■ Activity: In the entries below, find the lines with the word "AppState" and copy them.

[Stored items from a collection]
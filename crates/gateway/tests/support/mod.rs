#![allow(dead_code)]

//! Router fixtures over mocked repositories.

use std::sync::Arc;

use async_trait::async_trait;
use axum::{
    body::Body,
    http::{header, Request, StatusCode},
    Router,
};
use chrono::Utc;
use serde_json::Value;
use tower::ServiceExt;
use uuid::Uuid;

use common::JwtConfig;
use domain::{Role, Store, User};
use gateway_lib::{routes::create_router, state::AppState, state::HealthProbe};
use rating_service_lib::infra::UnitOfWork;
use rating_service_lib::repository::{
    MockRatingRepository, MockStoreRepository, MockUserRepository, RatingRepository,
    StoreRepository, UserRepository,
};
use rating_service_lib::service::Identity;
use rating_service_lib::Services;

pub const TEST_JWT_SECRET: &str = "gateway-test-secret-long-enough-for-hs256";

struct MockHub {
    users: Arc<MockUserRepository>,
    stores: Arc<MockStoreRepository>,
    ratings: Arc<MockRatingRepository>,
}

impl UnitOfWork for MockHub {
    fn users(&self) -> Arc<dyn UserRepository> {
        self.users.clone()
    }

    fn stores(&self) -> Arc<dyn StoreRepository> {
        self.stores.clone()
    }

    fn ratings(&self) -> Arc<dyn RatingRepository> {
        self.ratings.clone()
    }
}

/// Probe with a fixed answer.
pub struct StaticProbe(pub bool);

#[async_trait]
impl HealthProbe for StaticProbe {
    async fn ping(&self) -> Result<(), String> {
        if self.0 {
            Ok(())
        } else {
            Err("connection refused".to_string())
        }
    }
}

pub struct TestApp {
    pub router: Router,
    pub services: Services,
}

pub fn app(
    users: MockUserRepository,
    stores: MockStoreRepository,
    ratings: MockRatingRepository,
) -> TestApp {
    app_with_probe(users, stores, ratings, true)
}

pub fn app_with_probe(
    users: MockUserRepository,
    stores: MockStoreRepository,
    ratings: MockRatingRepository,
    healthy: bool,
) -> TestApp {
    let hub = Arc::new(MockHub {
        users: Arc::new(users),
        stores: Arc::new(stores),
        ratings: Arc::new(ratings),
    });
    let jwt = JwtConfig::new(TEST_JWT_SECRET).unwrap();
    let services = Services::new(hub, &jwt);
    let state = AppState::new(services.clone(), Arc::new(StaticProbe(healthy)));

    TestApp {
        router: create_router(state),
        services,
    }
}

/// App whose repositories must never be touched.
pub fn untouched_app() -> TestApp {
    app(
        MockUserRepository::new(),
        MockStoreRepository::new(),
        MockRatingRepository::new(),
    )
}

impl TestApp {
    /// A fresh identity with the given role and its `Authorization` value.
    pub fn bearer(&self, role: Role) -> (Identity, String) {
        let identity = Identity {
            id: Uuid::new_v4(),
            email: format!("{}@example.com", role.as_str().to_lowercase()),
            role,
        };
        let token = self.services.tokens().issue(&identity).unwrap();
        (identity, format!("Bearer {}", token))
    }

    pub async fn send(
        &self,
        method: &str,
        uri: &str,
        auth: Option<&str>,
        body: Option<Value>,
    ) -> (StatusCode, Value) {
        let mut builder = Request::builder().method(method).uri(uri);
        if let Some(auth) = auth {
            builder = builder.header(header::AUTHORIZATION, auth);
        }
        let request = match body {
            Some(body) => builder
                .header(header::CONTENT_TYPE, "application/json")
                .body(Body::from(body.to_string()))
                .unwrap(),
            None => builder.body(Body::empty()).unwrap(),
        };

        self.send_request(request).await
    }

    pub async fn send_request(&self, request: Request<Body>) -> (StatusCode, Value) {
        let response = self.router.clone().oneshot(request).await.unwrap();
        let status = response.status();
        let bytes = axum::body::to_bytes(response.into_body(), usize::MAX)
            .await
            .unwrap();
        let json = serde_json::from_slice(&bytes).unwrap_or(Value::Null);
        (status, json)
    }
}

pub fn user(name: &str, email: &str, role: Role) -> User {
    let now = Utc::now();
    User {
        id: Uuid::new_v4(),
        name: name.to_string(),
        email: email.to_string(),
        address: None,
        password_hash: "not-a-real-hash".to_string(),
        role,
        created_at: now,
        updated_at: now,
    }
}

pub fn store_owned_by(owner_id: Uuid) -> Store {
    let now = Utc::now();
    Store {
        id: Uuid::new_v4(),
        name: "Corner Shop".to_string(),
        email: Some("shop@example.com".to_string()),
        address: "1 Market Street".to_string(),
        owner_id,
        created_at: now,
        updated_at: now,
    }
}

■ Response box:
use gateway_lib::{routes::create_router, state::AppState, state::HealthProbe};
    let state = AppState::new(services.clone(), Arc::new(StaticProbe(healthy)));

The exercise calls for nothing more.